In the latest government report on the UK’s health, Chief Medical Officer Professor Sally Davies sounds the alarm about being overweight becoming normal, and calls for more to be done to make active travel - walking and cycling - even safer.

In the report, Professor Davies warns that most adults in England are overweight or obese and that “as a society, we are in danger of ‘normalising’ being overweight”.

Part of the answer to the epidemic of obesity is to get people to travel more on foot and by bike, she says.

“I believe that encouraging more people to engage in active travel, such as walking and cycling, is crucial to improving the health of the nation and reducing the prevalence of obesity.”

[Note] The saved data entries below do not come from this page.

pub mod events;
pub mod gallery;
pub mod remote;
pub mod runner;
pub mod simulated;
pub mod store;

use std::sync::Arc;

use tokio::sync::{RwLock, broadcast};
use tracing::{debug, info};
use uuid::Uuid;

use crate::api::GenerationApi;
use crate::api::schemas::QueueDepth;
use crate::catalog::ModelCatalog;
use crate::config::{ClientConfig, SimulationConfig};
use crate::error::{TransportError, ValidationError};
use crate::job::{GenerationJob, GenerationRequest, JobUpdate};
use crate::validation::{RequestValidator, sanitize_prompt};

pub use events::JobEvent;
pub use gallery::GalleryQuery;
pub use remote::RemoteRunner;
pub use runner::{JobHandle, JobRunner};
pub use simulated::{PicsumRenderer, ResultRenderer, SimulatedRunner};
pub use store::{AdvanceOutcome, JobStore};

pub const CANCELLED_MESSAGE: &str = "Job cancelled";

/// Owns the job collection and hands each accepted request to a runner.
#[derive(Clone)]
pub struct JobManager {
    store: JobStore,
    runner: Arc<dyn JobRunner>,
    validator: Arc<RwLock<RequestValidator>>,
}

impl JobManager {
    pub fn new(runner: Arc<dyn JobRunner>, validator: RequestValidator) -> Self {
        Self {
            store: JobStore::new(),
            runner,
            validator: Arc::new(RwLock::new(validator)),
        }
    }

    /// Manager whose jobs progress on a local timer.
    pub fn simulated(config: SimulationConfig) -> Self {
        Self::new(
            Arc::new(SimulatedRunner::new(config)),
            RequestValidator::default(),
        )
    }

    /// Manager whose jobs are executed by `api` and tracked by polling.
    pub fn remote(api: Arc<dyn GenerationApi>, config: &ClientConfig) -> Self {
        Self::new(
            Arc::new(RemoteRunner::from_config(api, config)),
            RequestValidator::default(),
        )
    }

    pub fn store(&self) -> &JobStore {
        &self.store
    }

    pub async fn submit(&self, request: GenerationRequest) -> Result<GenerationJob, ValidationError> {
        // Checks run on the text that will be stored, not on the raw input.
        let mut request = request;
        request.prompt = sanitize_prompt(&request.prompt);
        request.negative_prompt = request
            .negative_prompt
            .as_deref()
            .map(sanitize_prompt)
            .filter(|negative| !negative.is_empty());

        let validator = self.validator.read().await.clone();
        if let Err(err) = validator.validate(&request).await {
            debug!(field = %err.field, "rejected request: {err}");
            return Err(err);
        }

        let job = GenerationJob::pending(Uuid::new_v4().to_string(), &request);
        let token = self.store.insert(job.clone()).await;
        info!(job_id = %job.id, model = %job.model, mode = job.mode.as_str(), "job queued");

        let handle = JobHandle::new(job.id.clone(), self.store.clone(), token);
        let runner = Arc::clone(&self.runner);
        let spawned = job.clone();
        tokio::spawn(async move {
            let job_id = spawned.id.clone();
            runner.run(spawned, request, handle).await;
            debug!(%job_id, "runner finished");
        });

        Ok(job)
    }

    pub async fn advance(&self, id: &str, update: JobUpdate) -> AdvanceOutcome {
        self.store.advance(id, update).await
    }

    pub async fn cancel(&self, id: &str) -> AdvanceOutcome {
        let outcome = self.store.cancel(id, CANCELLED_MESSAGE).await;
        if outcome.is_applied() {
            info!(job_id = id, "job cancelled");
        }
        outcome
    }

    pub async fn clear(&self) {
        self.store.clear().await;
        info!("job history cleared");
    }

    pub async fn jobs(&self) -> Vec<GenerationJob> {
        self.store.jobs().await
    }

    pub async fn job(&self, id: &str) -> Option<GenerationJob> {
        self.store.job(id).await
    }

    pub async fn active_job(&self) -> Option<GenerationJob> {
        self.store.active_job().await
    }

    pub async fn gallery(&self, query: &GalleryQuery) -> Vec<GenerationJob> {
        self.store.gallery(query).await
    }

    pub async fn gallery_models(&self) -> Vec<String> {
        self.store.gallery_models().await
    }

    pub async fn queue_depth(&self) -> QueueDepth {
        self.store.queue_depth().await
    }

    pub fn subscribe(&self) -> broadcast::Receiver<JobEvent> {
        self.store.subscribe()
    }

    pub async fn catalog(&self) -> ModelCatalog {
        self.validator.read().await.catalog().clone()
    }

    pub async fn set_catalog(&self, catalog: ModelCatalog) {
        self.validator.write().await.set_catalog(catalog);
    }

    /// Replaces the accepted model ids with the backend's listing.
    pub async fn refresh_catalog(&self, api: &dyn GenerationApi) -> Result<ModelCatalog, TransportError> {
        let catalog = ModelCatalog::from_descriptors(&api.models().await?);
        info!(models = catalog.ids().len(), "model catalog refreshed");
        self.set_catalog(catalog.clone()).await;
        Ok(catalog)
    }
}

impl std::fmt::Debug for JobManager {
    fn fmt(&self, f: &mut std::fmt::Formatter<'_>) -> std::fmt::Result {
        f.debug_struct("JobManager")
            .field("store", &self.store)
            .finish_non_exhaustive()
    }
}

However, there’s a problem: the public perceives cycling as dangerous. Despite cycling deaths regularly making the news, Professor Davies says: “Cycling is usually a safe and healthy thing to do but the benefits of cycling don’t make the headlines”.

The report summarises the relative risks of different modes of travel, pointing out that for each kilometre travelled, the risk of serious injury is 21 times higher on a bicycle than by car.

The report points out that such simple comparisons can be misleading because, for example, cars can carry passengers which makes them look safer per person-journey. Cars also cover substantial distances on motorways and dual carriageway A roads, which have an extremely good safety record because they’re designed to keep vehicles apart.

Professor Davies says: “In order to improve uptake, we need to improve safety. The relative risk associated with journeys by active travel methods are unacceptably high and must be reduced.“

Despite the risks, the health benefits of cycling are overwhelming, she says. “Research strongly suggests that the health benefits associated with switching from travelling by car to cycling outweigh the risks. Research suggests that the overall health benefits of cycling are 7 times greater than the risks.”

The answer, says Professor Davies, is to make sure that all forms of active travel are considered when infrastructure is modified.

She says: “For example, research suggests that some pedestrians fear collisions with cyclists, and some report feeling “terrorised” by cyclists. This fear may be an unintended consequence of frequently colocating cyclist traffic and much slower pedestrian traffic.”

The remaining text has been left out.